The papers all report that Clinton made a broad case for remaining engaged with China: the policy made possible China's signing of international treaties controlling chemical weapons and nuclear tests, he said, and also its newfound restraint when it comes to proliferation of nukes to Iran, Pakistan and North Korea. The NYT adds that Clinton also cited China's role in limiting the fallout from the Asian economic crisis.

The WP off-lead is the abrupt resignation of Kenneth Starr's spokesman, Charles Bakaly, and Starr's request that the DOJ consider criminal charges against him for allegedly leaking to the NYT the information that Starr concluded he could indict Clinton while he was still president. Bakaly says he's innocent of the charges. The NYT runs the story inside, adding a quote from the paper's Washington bureau chief saying that the Times doesn't discuss its sources. The USA Today points out that Starr's submission of the matter to the DOJ is a "major turnabout" for him on the question of whether Justice should be able to investigate allegations of his office's misconduct.

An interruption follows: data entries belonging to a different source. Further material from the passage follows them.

use jdt_bridge_javac::{JavacFrontend, JcTree, ParsedForeignUnit};
use std::sync::Once;

static INIT: Once = Once::new();

pub fn init_tracing() {
    INIT.call_once(|| {
        let _ = tracing_subscriber::fmt()
            .with_env_filter(tracing_subscriber::EnvFilter::from_default_env())
            .with_test_writer()
            .try_init();
    });
}

pub fn parse(source: &str) -> ParsedForeignUnit {
    init_tracing();
    JavacFrontend::new()
        .parse(source)
        .expect("front end should always produce a tree")
}

/// Pre-order search for every tree matching `pred`.
#[allow(dead_code)]
pub fn find_all<'a>(root: &'a JcTree, pred: &dyn Fn(&JcTree) -> bool) -> Vec<&'a JcTree> {
    let mut out = Vec::new();
    let mut stack = vec![root];
    while let Some(tree) = stack.pop() {
        if pred(tree) {
            out.push(tree);
        }
        let mut children = tree.children();
        children.reverse();
        stack.extend(children);
    }
    out
}
use crate::error::{ApiError, ApiResult};
use serde::{Deserialize, Serialize};

/// Requested shape level of the unified tree, as an integer ordinal.
#[derive(Serialize, Deserialize, Debug, Clone, Copy, PartialEq, Eq, Hash, PartialOrd, Ord)]
#[serde(try_from = "u32", into = "u32")]
pub struct ApiLevel(u32);

impl ApiLevel {
    pub const JLS2: ApiLevel = ApiLevel(2);
    pub const JLS3: ApiLevel = ApiLevel(3);
    pub const JLS4: ApiLevel = ApiLevel(4);
    pub const JLS8: ApiLevel = ApiLevel(8);
    pub const JLS14: ApiLevel = ApiLevel(14);
    pub const JLS16: ApiLevel = ApiLevel(16);
    pub const JLS17: ApiLevel = ApiLevel(17);
    pub const JLS21: ApiLevel = ApiLevel(21);

    pub const fn latest() -> ApiLevel {
        Self::JLS21
    }

    pub fn from_ordinal(ordinal: u32) -> ApiResult<ApiLevel> {
        match ordinal {
            2 | 3 | 4 | 8..=21 => Ok(ApiLevel(ordinal)),
            other => Err(ApiError::UnknownApiLevel(other)),
        }
    }

    pub fn ordinal(self) -> u32 {
        self.0
    }

    /// Pre-generics shape: modifiers as a flag word, supertypes as names.
    pub fn is_legacy(self) -> bool {
        self.0 < 3
    }

    pub fn supports_sealed_types(self) -> bool {
        self.0 >= 17
    }
}

impl Default for ApiLevel {
    fn default() -> Self {
        Self::latest()
    }
}

impl TryFrom<u32> for ApiLevel {
    type Error = ApiError;

    fn try_from(value: u32) -> ApiResult<Self> {
        ApiLevel::from_ordinal(value)
    }
}

impl From<ApiLevel> for u32 {
    fn from(level: ApiLevel) -> u32 {
        level.0
    }
}

impl std::fmt::Display for ApiLevel {
    fn fmt(&self, f: &mut std::fmt::Formatter<'_>) -> std::fmt::Result {
        write!(f, "JLS{}", self.0)
    }
}

#[cfg(test)]
mod tests {
    use super::*;

    #[test]
    fn test_ordinals() {
        assert_eq!(ApiLevel::from_ordinal(8).unwrap(), ApiLevel::JLS8);
        assert!(ApiLevel::from_ordinal(5).is_err());
        assert!(ApiLevel::from_ordinal(22).is_err());
        assert!(ApiLevel::JLS2.is_legacy());
        assert!(!ApiLevel::JLS3.is_legacy());
        assert!(ApiLevel::latest().supports_sealed_types());
    }
}
mod common;

use common::{find_all, parse};
use jdt_bridge_javac::{ClassKind, ForeignIndex, JcKind, Tag, flags};

#[test]
fn test_multi_declarator_field_shares_start() {
    let source = "class A { int a, b = 2; }";
    let unit = parse(source);
    let vars = find_all(&unit.root, &|t| t.tag() == Tag::VarDef);
    assert_eq!(vars.len(), 2);

    let decl_start = source.find("int").unwrap() as i32;
    assert!(vars.iter().all(|v| v.start == decl_start));
    assert_eq!(vars[0].pos, source.find("a,").unwrap() as i32);
    assert_eq!(vars[0].end_pos(&unit.end_positions), source.find(',').unwrap() as i32);
    assert_eq!(
        vars[1].end_pos(&unit.end_positions),
        source.find(';').unwrap() as i32 + 1
    );
}

#[test]
fn test_enum_constants_are_flagged_variables() {
    let unit = parse("enum Color { RED, GREEN(1) { }; void m() {} }");
    let class = find_all(&unit.root, &|t| t.tag() == Tag::ClassDef)[0];
    let JcKind::ClassDef {
        class_kind, defs, ..
    } = &class.kind
    else {
        panic!("expected a class");
    };
    assert_eq!(*class_kind, ClassKind::Enum);
    assert_eq!(defs.len(), 3);

    let JcKind::VarDef {
        mods, name, init, ..
    } = &defs[1].kind
    else {
        panic!("expected an enum constant");
    };
    assert_eq!(name, "GREEN");
    assert!(mods.has(flags::ENUM));
    let Some(init) = init else {
        panic!("enum constant should carry a creation expression");
    };
    let JcKind::NewClass { args, def, .. } = &init.kind else {
        panic!("expected a class creation");
    };
    assert_eq!(args.len(), 1);
    assert!(def.is_some());
    assert_eq!(defs[2].tag(), Tag::MethodDef);
}

#[test]
fn test_explicit_constructor_call_is_an_exec_of_apply() {
    let unit = parse("class A { A(int x) { this(x, 1); } A(int x, int y) { super(); } }");
    let applies = find_all(&unit.root, &|t| t.tag() == Tag::Apply);
    assert_eq!(applies.len(), 2);

    let index = ForeignIndex::build(&unit.root);
    for apply in applies {
        assert_eq!(index.parent(apply.id).map(|p| p.tag()), Some(Tag::Exec));
        let JcKind::Apply { meth, .. } = &apply.kind else {
            unreachable!();
        };
        assert!(matches!(meth.ident_name(), Some("this") | Some("super")));
    }
    let ctors = find_all(&unit.root, &|t| {
        matches!(&t.kind, JcKind::MethodDef { name, restype: None, .. } if name == "<init>")
    });
    assert_eq!(ctors.len(), 2);
}

#[test]
fn test_binary_operators_keep_their_tags() {
    let unit = parse("class A { boolean f = 1 + 2 * 3 > 4 && true; }");
    let tags: Vec<Tag> = find_all(&unit.root, &|t| {
        matches!(t.kind, JcKind::Binary { .. })
    })
    .iter()
    .map(|t| t.tag())
    .collect();
    assert_eq!(tags, vec![Tag::And, Tag::Gt, Tag::Plus, Tag::Mul]);
}

#[test]
fn test_select_position_is_the_dot() {
    let source = "class A { Object o = java.util.List.of(); }";
    let unit = parse(source);
    let selects = find_all(&unit.root, &|t| t.tag() == Tag::Select);
    let of = selects
        .iter()
        .find(|t| matches!(&t.kind, JcKind::Select { name, .. } if name == "of"))
        .unwrap();
    assert_eq!(of.pos, source.find(".of").unwrap() as i32);
    assert_eq!(of.start, source.find("java").unwrap() as i32);
}

#[test]
fn test_syntax_errors_become_diagnostics() {
    let unit = parse("class A { void m() { int x = 1 } }");
    assert!(!unit.diagnostics.is_empty());
    assert!(
        unit.diagnostics
            .iter()
            .all(|d| d.code.starts_with("compiler.err."))
    );
    assert!(unit.diagnostics.iter().all(|d| d.line == 1));
}

#[test]
fn test_repeated_modifier_is_reported_on_the_declaration() {
    let unit = parse("class A { public public int x; }");
    let diagnostic = unit
        .diagnostics
        .iter()
        .find(|d| d.code == "compiler.err.repeated.modifier")
        .expect("repeated modifier should be reported");
    let var = find_all(&unit.root, &|t| t.tag() == Tag::VarDef)[0];
    assert_eq!(diagnostic.tree, Some(var.id));
}

#[test]
fn test_clean_source_has_no_diagnostics() {
    let unit = parse(
        "package p;\nimport java.util.*;\nclass A<T> extends B implements C {\n  T t;\n  void m() { if (t != null) return; else throw new E(); }\n}\n",
    );
    assert!(unit.diagnostics.is_empty(), "{:?}", unit.diagnostics);
    let JcKind::CompilationUnit {
        package, imports, ..
    } = &unit.root.kind
    else {
        panic!("root should be a compilation unit");
    };
    assert!(package.is_some());
    let JcKind::Import { qualid, .. } = &imports[0].kind else {
        panic!("expected an import");
    };
    assert!(matches!(&qualid.kind, JcKind::Select { name, .. } if name == "*"));
}

#[test]
fn test_module_declaration_is_erroneous_with_a_diagnostic() {
    let source = "module m { }";
    let unit = parse(source);
    let JcKind::CompilationUnit { defs, .. } = &unit.root.kind else {
        panic!("root should be a compilation unit");
    };
    assert_eq!(defs.len(), 1);
    assert_eq!(defs[0].tag(), Tag::Erroneous);

    let diagnostic = unit
        .diagnostics
        .iter()
        .find(|d| d.tree == Some(defs[0].id))
        .expect("module declaration should be reported");
    assert!(diagnostic.code.starts_with("compiler.err."));
    assert_eq!((diagnostic.start, diagnostic.end), (0, source.len() as i32));
}

#[test]
fn test_string_template_is_erroneous_with_a_diagnostic() {
    let unit = parse("class A { String s = STR.\"x\"; }");
    assert!(!unit.diagnostics.is_empty());
    assert!(
        unit.diagnostics
            .iter()
            .all(|d| d.code.starts_with("compiler.err."))
    );
    let erroneous = find_all(&unit.root, &|t| t.tag() == Tag::Erroneous);
    assert!(!erroneous.is_empty());
}
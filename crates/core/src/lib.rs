pub mod error;
pub mod logging;
pub mod options;

pub mod bindings;
pub mod comments;
pub mod convert;
pub mod diagnostics;
pub mod oracle;
pub mod pipeline;
pub mod reconcile;
pub mod scanner;

pub use bindings::DeclarationBindings;
pub use convert::{ConvertedUnit, convert_compilation_unit};
pub use diagnostics::{DiagnosticContext, DiagnosticConverter};
pub use error::{ConversionError, Result};
pub use options::CompilerOptions;
pub use oracle::{AstMatcher, OracleDivergence, RangeViolation, check_range_invariants, compare, compare_units};
pub use pipeline::{Cancellation, CompilationUnitResolver, SourceUnit};
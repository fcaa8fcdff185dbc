pub mod common;
pub mod a001_order;
pub mod a002_return_request;
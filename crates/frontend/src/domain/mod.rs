pub mod a001_order;
pub mod a002_return_request;
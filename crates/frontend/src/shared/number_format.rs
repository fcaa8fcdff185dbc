//! Number formatting for prices

/// Format a number with a space as thousands separator and fixed decimals
///
/// # Examples
///
/// ```rust,ignore
/// let formatted = format_number_with_decimals(1234.567, 2);
/// assert_eq!(formatted, "1 234.57");
/// ```
pub fn format_number_with_decimals(value: f64, decimals: usize) -> String {
    let formatted = format!("{:.*}", decimals, value);

    let (sign, unsigned) = match formatted.strip_prefix('-') {
        Some(rest) => ("-", rest),
        None => ("", formatted.as_str()),
    };
    let (integer_part, decimal_part) = match unsigned.split_once('.') {
        Some((i, d)) => (i, Some(d)),
        None => (unsigned, None),
    };

    // Insert a space every 3 digits from the right
    let mut grouped = String::with_capacity(integer_part.len() + integer_part.len() / 3);
    for (i, c) in integer_part.chars().enumerate() {
        if i > 0 && (integer_part.len() - i) % 3 == 0 {
            grouped.push(' ');
        }
        grouped.push(c);
    }

    match decimal_part {
        Some(d) => format!("{}{}.{}", sign, grouped, d),
        None => format!("{}{}", sign, grouped),
    }
}

/// Money value with 2 decimals and thousands separator
pub fn format_money(value: f64) -> String {
    format_number_with_decimals(value, 2)
}

/// Price as shown to customers, e.g. "€1 234.50"
pub fn format_euro(value: f64) -> String {
    format!("€{}", format_money(value))
}
//! HTTP layer for `/api/orders`

use crate::shared::api_utils::{api_url, error_from_response};
use contracts::domain::a001_order::{MyOrdersPage, OrderDetails, OrderId};
use contracts::shared::ApiError;
use contracts::system::auth::Session;
use gloo_net::http::{Request, Response};
use serde::Serialize;

#[derive(Debug, Serialize)]
struct PageQuery {
    page: usize,
    size: usize,
}

/// `/api/orders/myOrders?page=..&size=..`
pub fn my_orders_path(page: usize, size: usize) -> Result<String, ApiError> {
    let query = serde_qs::to_string(&PageQuery { page, size })
        .map_err(|e| ApiError::Request(e.to_string()))?;
    Ok(format!("/api/orders/myOrders?{}", query))
}

async fn get_json<T>(url: &str, session: &Session, fallback: &str) -> Result<T, ApiError>
where
    T: for<'de> serde::Deserialize<'de>,
{
    let mut builder = Request::get(url);
    if let Some(bearer) = session.bearer() {
        builder = builder.header("Authorization", &bearer);
    }

    let response: Response = builder
        .send()
        .await
        .map_err(|e| ApiError::Network(e.to_string()))?;

    if !response.ok() {
        return Err(error_from_response(response, fallback).await);
    }

    response.json::<T>().await.map_err(|e| {
        log::error!("Failed to parse {}: {}", url, e);
        ApiError::Decode(e.to_string())
    })
}

/// One page of the signed-in user's orders, newest first
pub async fn fetch_my_orders(
    session: &Session,
    page: usize,
    size: usize,
) -> Result<MyOrdersPage, ApiError> {
    let url = api_url(&my_orders_path(page, size)?);
    log::debug!("fetching my orders page {} (size {})", page, size);
    get_json(&url, session, "Failed to fetch orders").await
}

/// Single order visible to the owner
pub async fn fetch_order(session: &Session, id: OrderId) -> Result<OrderDetails, ApiError> {
    let url = api_url(&format!("/api/orders/{}", id));
    get_json(&url, session, "Failed to fetch order").await
}

#[cfg(test)]
mod tests {
    use super::*;

    #[test]
    fn test_my_orders_path() {
        assert_eq!(
            my_orders_path(2, 3).unwrap(),
            "/api/orders/myOrders?page=2&size=3"
        );
    }
}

Earlier this year, the LAT dug out some Iran-contra era quotes from Henry Hyde showing that regarding Oliver North, he didn't hold the any-lie-is-bad standard he applied to Bill Clinton. Today, the paper makes another trip to the quote bin to similarly nail George Stephanopoulos. When Dick Morris quit his Clinton campaign position in disgrace and announced plans to write a candid book about the administration, the paper reminds that Stephanopoulos told the New Yorker, "You have a responsibility not to embarrass the president. It hurts the country, it's just stupidity and weakness." Would Stephanopoulos write a book? "I don't know," he replied, "but I know I wouldn't write a disloyal book." Good on the LAT here--one of the press' more commonly shirked jobs is reminding readers what people said before yesterday.

The WP lead editorial reports that the Congressional Budget Office has determined, the paper reports, that the military/civilian pay gap is based on forgetting that military members get food and housing allowances. What's more, the CBO found that enlisted service members already--before the pay raise just passed--earn more than about 75 percent of male U.S. high school graduates of the same age, and officers more than about 75 percent of college graduates of the same age. There are other military needs more pressing, concludes the paper, than pay and pension.

The Post reports that 23 sailors serving on the aircraft carrier USS Theodore Roosevelt refused to get pre-deployment anthrax shots and as a result were each demoted one rank and given 45 days extra duty, restricted to ship and barracks for 45 days and fined one-half month's pay. In light of yesterday's NYT story about other cases of servicemen resisting the shots, this is shaping up as a military trend worth watching.

The LAT op-ed features a piece by Mikhail Gorbachev in which the last president of the Soviet Union claims that NATO expansion eastward is as humiliating to Russia as the Versailles Treaty was to Germany. "I feel betrayed by the West," he writes. "The opportunity we seized on behalf of peace has been lost. The whole idea of a new world order has been abandoned." Question: Why does the paper run this item below the fold?